## WHAT IS NEEDED
Take the lines below beginning at the line that has "pub const fn tui(self)" and stopping after the line that has "type BoxedCause = Box<dyn", and print them exactly as they are, with no other lines.

──────── EXERCISE DATA

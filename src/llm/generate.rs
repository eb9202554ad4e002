use anyhow::{Context, Result, bail};
use log::{debug, info, warn};
use once_cell::sync::Lazy;
use regex::Regex;
use schemars::JsonSchema;
use serde::{Deserialize, Serialize};

use super::backend::CompletionBackend;
use crate::card::{Card, CardKind, CardType, Deck, FALSE_LITERAL, TRUE_LITERAL, parse_true_false};
use crate::error::QuizError;
use crate::settings::Settings;
use crate::source::{MAX_PROMPT_CHARS, truncate_chars};

static FENCE_RE: Lazy<Regex> =
    Lazy::new(|| Regex::new(r"(?s)^\s*```(?:json)?\s*(.*?)\s*```\s*$").unwrap());

const SYSTEM_PROMPT: &str = r#"
You are an expert teacher who writes study flashcards from course material.
You answer with a JSON array only, no prose and no Markdown.
"#;

/// One card as the model returns it. `id` is asked for but never read: it may
/// be missing, null or of any type, and cards are renumbered locally.
#[derive(Debug, Clone, PartialEq, Eq, Serialize, Deserialize, JsonSchema)]
#[serde(rename_all = "camelCase")]
pub struct CardRecord {
    #[serde(default, skip_serializing_if = "Option::is_none")]
    pub id: Option<serde_json::Value>,
    #[serde(rename = "type")]
    pub card_type: CardTypeTag,
    pub question: String,
    #[serde(default, skip_serializing_if = "Option::is_none")]
    pub options: Option<Vec<String>>,
    pub correct_answer: String,
    /// Short explanation of why the answer is correct
    #[serde(default, skip_serializing_if = "Option::is_none")]
    pub user_explanation: Option<String>,
}

#[derive(Debug, Clone, Copy, PartialEq, Eq, Serialize, Deserialize, JsonSchema)]
#[serde(rename_all = "snake_case")]
pub enum CardTypeTag {
    TrueFalse,
    MultipleChoice,
    Basic,
}

impl CardRecord {
    fn into_card(self, id: u32) -> Result<Card> {
        let kind = match self.card_type {
            CardTypeTag::Basic => CardKind::Basic {
                answer: self.correct_answer,
            },
            CardTypeTag::TrueFalse => {
                let answer = parse_true_false(&self.correct_answer).with_context(|| {
                    format!(
                        "True/false card {id} answer {:?} is neither {TRUE_LITERAL:?} nor {FALSE_LITERAL:?}",
                        self.correct_answer
                    )
                })?;
                CardKind::TrueFalse { answer }
            }
            CardTypeTag::MultipleChoice => CardKind::MultipleChoice {
                options: self.options.unwrap_or_default(),
                answer: self.correct_answer,
            },
        };
        Ok(Card::new(id, self.question, kind)?.with_explanation(self.user_explanation))
    }
}

pub fn response_schema() -> Result<String> {
    let schema = schemars::schema_for!(Vec<CardRecord>);
    Ok(serde_json::to_string_pretty(&schema)?)
}

fn type_descriptions(settings: &Settings) -> Vec<&'static str> {
    settings
        .card_types
        .enabled()
        .into_iter()
        .map(|card_type| match card_type {
            CardType::TrueFalse => "true_false (a statement to judge as true or false)",
            CardType::MultipleChoice => "multiple_choice (four options, exactly one correct)",
            CardType::Basic => "basic (a classic open question)",
        })
        .collect()
}

pub fn build_user_prompt(text: &str, settings: &Settings, schema: &str) -> String {
    format!(
        "Analyze the following text and create exactly {count} study flashcards.\n\
         \n\
         Difficulty level: {difficulty}.\n\
         Allowed question types: {types}.\n\
         Language: {language}.\n\
         \n\
         Rules:\n\
         1. For 'multiple_choice', provide 4 options in the 'options' array.\n\
         2. For 'true_false', 'correctAnswer' must be exactly \"{TRUE_LITERAL}\" or \"{FALSE_LITERAL}\", whatever the language.\n\
         3. For 'basic', the question must call for a short but precise answer.\n\
         4. 'correctAnswer' must match one of the options exactly (multiple_choice), \
         \"{TRUE_LITERAL}\"/\"{FALSE_LITERAL}\" (true_false), or be the correct answer (basic).\n\
         \n\
         Reply with JSON matching this schema:\n\
         {schema}\n\
         \n\
         Text to analyze:\n\
         \"{text}\"\n",
        count = settings.card_count,
        difficulty = settings.difficulty,
        types = type_descriptions(settings).join(", "),
        language = settings.language,
    )
}

/// Parses a model reply into a deck. Ids are renumbered `1..=N` whatever the
/// model sent. Any invalid record fails the whole reply.
pub fn parse_deck(reply: &str) -> Result<Deck> {
    let body = match FENCE_RE.captures(reply) {
        Some(captures) => captures.get(1).map_or("", |m| m.as_str()),
        None => reply.trim(),
    };
    if body.is_empty() {
        bail!("Model returned an empty reply");
    }
    let records: Vec<CardRecord> =
        serde_json::from_str(body).context("Model reply is not a JSON array of cards")?;
    if records.is_empty() {
        bail!("Model returned no cards");
    }

    let cards = records
        .into_iter()
        .zip(1u32..)
        .map(|(record, id)| record.into_card(id))
        .collect::<Result<Vec<_>>>()?;
    Deck::new(cards)
}

fn report_mismatch(settings: &Settings, deck: &Deck) {
    if deck.len() != usize::from(settings.card_count) {
        warn!(
            "requested {} cards, model returned {}",
            settings.card_count,
            deck.len()
        );
    }
    for card_type in [CardType::TrueFalse, CardType::MultipleChoice, CardType::Basic] {
        let count = deck.count_by_type(card_type);
        if count > 0 && !settings.card_types.allows(card_type) {
            warn!("model returned {count} {card_type} cards although the type was disabled");
        }
    }
}

/// Validates the request, asks the backend for cards and builds the deck.
///
/// Nothing is sent when the settings or the text are rejected. Every failure
/// after that point collapses into `QuizError::Generation`.
pub async fn generate_deck(
    backend: &dyn CompletionBackend,
    text: &str,
    settings: &Settings,
) -> Result<Deck, QuizError> {
    settings.validate()?;
    if text.trim().is_empty() {
        return Err(QuizError::EmptyDocument);
    }

    let excerpt = truncate_chars(text, MAX_PROMPT_CHARS);
    if excerpt.len() < text.len() {
        debug!(
            "document truncated to {MAX_PROMPT_CHARS} of {} characters",
            text.chars().count()
        );
    }

    let schema = response_schema().map_err(QuizError::generation)?;
    let user_prompt = build_user_prompt(excerpt, settings, &schema);
    debug!("sending prompt of {} bytes", user_prompt.len());

    let outcome: Result<Deck> = async {
        let reply = backend.complete(SYSTEM_PROMPT, &user_prompt).await?;
        parse_deck(&reply)
    }
    .await;
    let deck = outcome.map_err(|err| {
        warn!("flashcard generation failed: {err:#}");
        QuizError::generation(err)
    })?;

    report_mismatch(settings, &deck);
    info!("generated {} flashcards", deck.len());
    Ok(deck)
}
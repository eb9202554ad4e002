use std::collections::HashMap;
use std::env;
use std::fs;
use std::io;
use std::path::{Path, PathBuf};

use anyhow::{Context, Result};
use dialoguer::{Password, theme::ColorfulTheme};
use serde::{Deserialize, Serialize};

use crate::palette::Palette;
use crate::utils::{get_data_dir, strip_controls_and_escapes, trim_line};

pub const API_KEY_ENV: &str = "FLASHMIND_OPENAI_API_KEY";

const AUTH_FILE_NAME: &str = "auth.json";
const OPENAI_PROVIDER: &str = "openai";

#[derive(Debug, Clone, Copy, PartialEq, Eq)]
pub enum ApiKeySource {
    Environment,
    AuthFile,
}

impl ApiKeySource {
    pub fn description(&self) -> &'static str {
        match self {
            ApiKeySource::Environment => "environment variable",
            ApiKeySource::AuthFile => "local auth file",
        }
    }
}

#[derive(Debug, Clone, PartialEq, Eq)]
pub struct ApiKey {
    pub key: String,
    pub source: ApiKeySource,
}

#[derive(Debug, Clone, Serialize, Deserialize, Default)]
struct AuthFile {
    #[serde(flatten)]
    providers: HashMap<String, ProviderAuth>,
}

#[derive(Debug, Clone, Serialize, Deserialize)]
struct ProviderAuth {
    key: String,
}

/// The JSON file holding stored provider keys.
#[derive(Debug, Clone)]
pub struct KeyStore {
    path: PathBuf,
}

impl KeyStore {
    pub fn open_default() -> Result<Self> {
        Ok(Self::at(get_data_dir()?.join(AUTH_FILE_NAME)))
    }

    pub fn at(path: impl Into<PathBuf>) -> Self {
        Self { path: path.into() }
    }

    pub fn path(&self) -> &Path {
        &self.path
    }

    pub fn store(&self, api_key: &str) -> Result<()> {
        let trimmed = trim_line(api_key).context("Cannot store an empty API key")?;
        let mut auth = self.read()?.unwrap_or_default();
        auth.providers.insert(
            OPENAI_PROVIDER.to_string(),
            ProviderAuth {
                key: trimmed.to_string(),
            },
        );
        self.write(&auth)
    }

    /// Returns whether a key was removed. The file goes away once it holds
    /// no providers.
    pub fn clear(&self) -> Result<bool> {
        let Some(mut auth) = self.read()? else {
            return Ok(false);
        };
        if auth.providers.remove(OPENAI_PROVIDER).is_none() {
            return Ok(false);
        }
        if auth.providers.is_empty() {
            fs::remove_file(&self.path).with_context(|| {
                format!("Failed to remove empty auth file at {}", self.path.display())
            })?;
        } else {
            self.write(&auth)?;
        }
        Ok(true)
    }

    pub fn stored_key(&self) -> Result<Option<String>> {
        let Some(auth) = self.read()? else {
            return Ok(None);
        };
        Ok(auth
            .providers
            .get(OPENAI_PROVIDER)
            .map(|entry| entry.key.trim())
            .filter(|key| !key.is_empty())
            .map(str::to_string))
    }

    fn read(&self) -> Result<Option<AuthFile>> {
        match fs::read_to_string(&self.path) {
            Ok(contents) => parse_auth_contents(&contents, &self.path).map(Some),
            Err(err) if err.kind() == io::ErrorKind::NotFound => Ok(None),
            Err(err) => Err(err)
                .with_context(|| format!("Failed to read auth file at {}", self.path.display())),
        }
    }

    fn write(&self, auth: &AuthFile) -> Result<()> {
        if let Some(parent) = self.path.parent()
            && !parent.as_os_str().is_empty()
        {
            fs::create_dir_all(parent)?;
        }
        let contents = format!("{}\n", serde_json::to_string_pretty(auth)?);
        fs::write(&self.path, contents)
            .with_context(|| format!("Failed to write auth file at {}", self.path.display()))
    }
}

fn parse_auth_contents(contents: &str, path: &Path) -> Result<AuthFile> {
    if contents.trim().is_empty() {
        return Ok(AuthFile::default());
    }
    serde_json::from_str(contents)
        .with_context(|| format!("Failed to parse auth file at {}", path.display()))
}

/// Environment first, then the auth file.
pub fn lookup_api_key(store: &KeyStore) -> Result<Option<ApiKey>> {
    lookup_with_env(env::var(API_KEY_ENV).ok(), store)
}

fn lookup_with_env(env_value: Option<String>, store: &KeyStore) -> Result<Option<ApiKey>> {
    if let Some(value) = env_value
        && !value.trim().is_empty()
    {
        return Ok(Some(ApiKey {
            key: value.trim().to_string(),
            source: ApiKeySource::Environment,
        }));
    }
    Ok(store.stored_key()?.map(|key| ApiKey {
        key,
        source: ApiKeySource::AuthFile,
    }))
}

pub fn prompt_for_api_key() -> Result<String> {
    println!(
        "\n{} (https://platform.openai.com/account/api-keys) to generate flashcards. It's stored locally for future use.",
        Palette::paint(Palette::SUCCESS, "Enter your OpenAI API key")
    );
    println!(
        "{}",
        Palette::dim(format!(
            "You can also set {API_KEY_ENV} instead. Leave blank to cancel."
        ))
    );
    let raw = Password::with_theme(&ColorfulTheme::default())
        .with_prompt("API Key")
        .allow_empty_password(true)
        .interact()
        .context("Failed to read API key")?;

    Ok(strip_controls_and_escapes(&raw))
}
use std::fmt;

use ratatui::style::Color;

/// A color usable both in the full-screen session and on a plain terminal.
#[derive(Clone, Copy, Debug, PartialEq, Eq)]
pub struct PaletteColor {
    tui: Color,
    ansi: &'static str,
}

impl PaletteColor {
    pub const fn new(tui: Color, ansi: &'static str) -> Self {
        Self { tui, ansi }
    }

    pub const fn tui(self) -> Color {
        self.tui
    }

    pub const fn ansi(self) -> &'static str {
        self.ansi
    }
}

/// Named colors for grade bands, option marks and status text. The TUI
/// theme reads `tui()`, the `--plain` session and prompts use the ANSI side.
pub struct Palette;

impl Palette {
    pub const RESET: &'static str = "\x1b[0m";
    pub const DIM: &'static str = "\x1b[2m";
    pub const BOLD: &'static str = "\x1b[1m";

    pub const ACCENT: PaletteColor = PaletteColor::new(Color::Blue, "\x1b[34m");
    pub const HIGHLIGHT: PaletteColor = PaletteColor::new(Color::Magenta, "\x1b[35m");
    pub const INFO: PaletteColor = PaletteColor::new(Color::Cyan, "\x1b[36m");
    pub const SUCCESS: PaletteColor = PaletteColor::new(Color::Green, "\x1b[32m");
    pub const WARNING: PaletteColor = PaletteColor::new(Color::Yellow, "\x1b[33m");
    pub const DANGER: PaletteColor = PaletteColor::new(Color::Red, "\x1b[31m");
    pub const BORDER: PaletteColor = PaletteColor::new(Color::Gray, "\x1b[90m");
    pub const MUTED: PaletteColor = PaletteColor::new(Color::DarkGray, "\x1b[90m");

    pub fn paint(color: PaletteColor, value: impl fmt::Display) -> String {
        format!("{}{}{}", color.ansi(), value, Self::RESET)
    }

    pub fn bold(color: PaletteColor, value: impl fmt::Display) -> String {
        format!("{}{}{}{}", Self::BOLD, color.ansi(), value, Self::RESET)
    }

    pub fn dim(value: impl fmt::Display) -> String {
        format!("{}{}{}", Self::DIM, value, Self::RESET)
    }
}

#[cfg(test)]
mod tests {
    use super::*;

    #[test]
    fn paint_wraps_value_in_color_and_reset() {
        assert_eq!(Palette::paint(Palette::SUCCESS, 3), "\x1b[32m3\x1b[0m");
        assert_eq!(
            Palette::bold(Palette::DANGER, "Wrong"),
            "\x1b[1m\x1b[31mWrong\x1b[0m"
        );
    }
}
use std::path::PathBuf;

use thiserror::Error;

type BoxedCause = Box<dyn std::error::Error + Send + Sync + 'static>;

/// Everything that can stop a quiz from being set up.
///
/// Input rejections are raised before any file is read or any request is
/// sent. Extraction and generation failures carry their cause as the error
/// source but show a single generic message to the user.
#[derive(Debug, Error)]
pub enum QuizError {
    #[error("Unsupported file type: {0}. Only PDF (.pdf) and Markdown (.md) documents are accepted.")]
    UnsupportedFileType(String),

    #[error("The document contains no readable text.")]
    EmptyDocument,

    #[error("Select at least one card type.")]
    NoCardTypeSelected,

    #[error("Card count must be between {min} and {max}, got {requested}.")]
    CardCountOutOfRange { requested: u8, min: u8, max: u8 },

    #[error("Could not read file {}", path.display())]
    Extraction {
        path: PathBuf,
        #[source]
        source: BoxedCause,
    },

    #[error("Could not generate flashcards. Try again or check the document text.")]
    Generation(#[source] BoxedCause),
}

impl QuizError {
    pub fn extraction(path: impl Into<PathBuf>, source: impl Into<BoxedCause>) -> Self {
        QuizError::Extraction {
            path: path.into(),
            source: source.into(),
        }
    }

    pub fn generation(source: impl Into<BoxedCause>) -> Self {
        QuizError::Generation(source.into())
    }

    /// True for errors detected before any file read or network call.
    pub fn is_input_rejection(&self) -> bool {
        matches!(
            self,
            QuizError::UnsupportedFileType(_)
                | QuizError::EmptyDocument
                | QuizError::NoCardTypeSelected
                | QuizError::CardCountOutOfRange { .. }
        )
    }
}

#[derive(Debug, Clone, Copy, PartialEq, Eq, Error)]
pub enum SessionError {
    #[error("no quiz is in progress")]
    NotInProgress,
}

#[cfg(test)]
mod tests {
    use std::error::Error as _;

    use super::*;

    #[test]
    fn generation_error_hides_cause_in_message_but_keeps_source() {
        let err = QuizError::generation(anyhow::anyhow!("HTTP 500"));
        assert_eq!(
            err.to_string(),
            "Could not generate flashcards. Try again or check the document text."
        );
        let source = err.source().expect("cause should be kept");
        assert_eq!(source.to_string(), "HTTP 500");
        assert!(!err.is_input_rejection());
    }

    #[test]
    fn input_rejections_are_flagged() {
        assert!(QuizError::NoCardTypeSelected.is_input_rejection());
        assert!(QuizError::EmptyDocument.is_input_rejection());
        assert!(QuizError::UnsupportedFileType("notes.txt".into()).is_input_rejection());
        assert!(
            QuizError::CardCountOutOfRange {
                requested: 30,
                min: 3,
                max: 20
            }
            .is_input_rejection()
        );
    }

    #[test]
    fn extraction_error_names_the_file() {
        let err = QuizError::extraction(
            "notes/biology.pdf",
            std::io::Error::new(std::io::ErrorKind::InvalidData, "bad xref"),
        );
        assert_eq!(err.to_string(), "Could not read file notes/biology.pdf");
    }
}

────────────────

## EXERCISE RESPONSE
    pub const fn tui(self) -> Color {
        self.tui
    }

    pub const fn ansi(self) -> &'static str {
        self.ansi
    }
}

/// Named colors for grade bands, option marks and status text. The TUI
/// theme reads `tui()`, the `--plain` session and prompts use the ANSI side.
pub struct Palette;

impl Palette {
    pub const RESET: &'static str = "\x1b[0m";
    pub const DIM: &'static str = "\x1b[2m";
    pub const BOLD: &'static str = "\x1b[1m";

    pub const ACCENT: PaletteColor = PaletteColor::new(Color::Blue, "\x1b[34m");
    pub const HIGHLIGHT: PaletteColor = PaletteColor::new(Color::Magenta, "\x1b[35m");
    pub const INFO: PaletteColor = PaletteColor::new(Color::Cyan, "\x1b[36m");
    pub const SUCCESS: PaletteColor = PaletteColor::new(Color::Green, "\x1b[32m");
    pub const WARNING: PaletteColor = PaletteColor::new(Color::Yellow, "\x1b[33m");
    pub const DANGER: PaletteColor = PaletteColor::new(Color::Red, "\x1b[31m");
    pub const BORDER: PaletteColor = PaletteColor::new(Color::Gray, "\x1b[90m");
    pub const MUTED: PaletteColor = PaletteColor::new(Color::DarkGray, "\x1b[90m");

    pub fn paint(color: PaletteColor, value: impl fmt::Display) -> String {
        format!("{}{}{}", color.ansi(), value, Self::RESET)
    }

    pub fn bold(color: PaletteColor, value: impl fmt::Display) -> String {
        format!("{}{}{}{}", Self::BOLD, color.ansi(), value, Self::RESET)
    }

    pub fn dim(value: impl fmt::Display) -> String {
        format!("{}{}{}", Self::DIM, value, Self::RESET)
    }
}

#[cfg(test)]
mod tests {
    use super::*;

    #[test]
    fn paint_wraps_value_in_color_and_reset() {
        assert_eq!(Palette::paint(Palette::SUCCESS, 3), "\x1b[32m3\x1b[0m");
        assert_eq!(
            Palette::bold(Palette::DANGER, "Wrong"),
            "\x1b[1m\x1b[31mWrong\x1b[0m"
        );
    }
}
use std::path::PathBuf;

use thiserror::Error;

type BoxedCause = Box<dyn std::error::Error + Send + Sync + 'static>;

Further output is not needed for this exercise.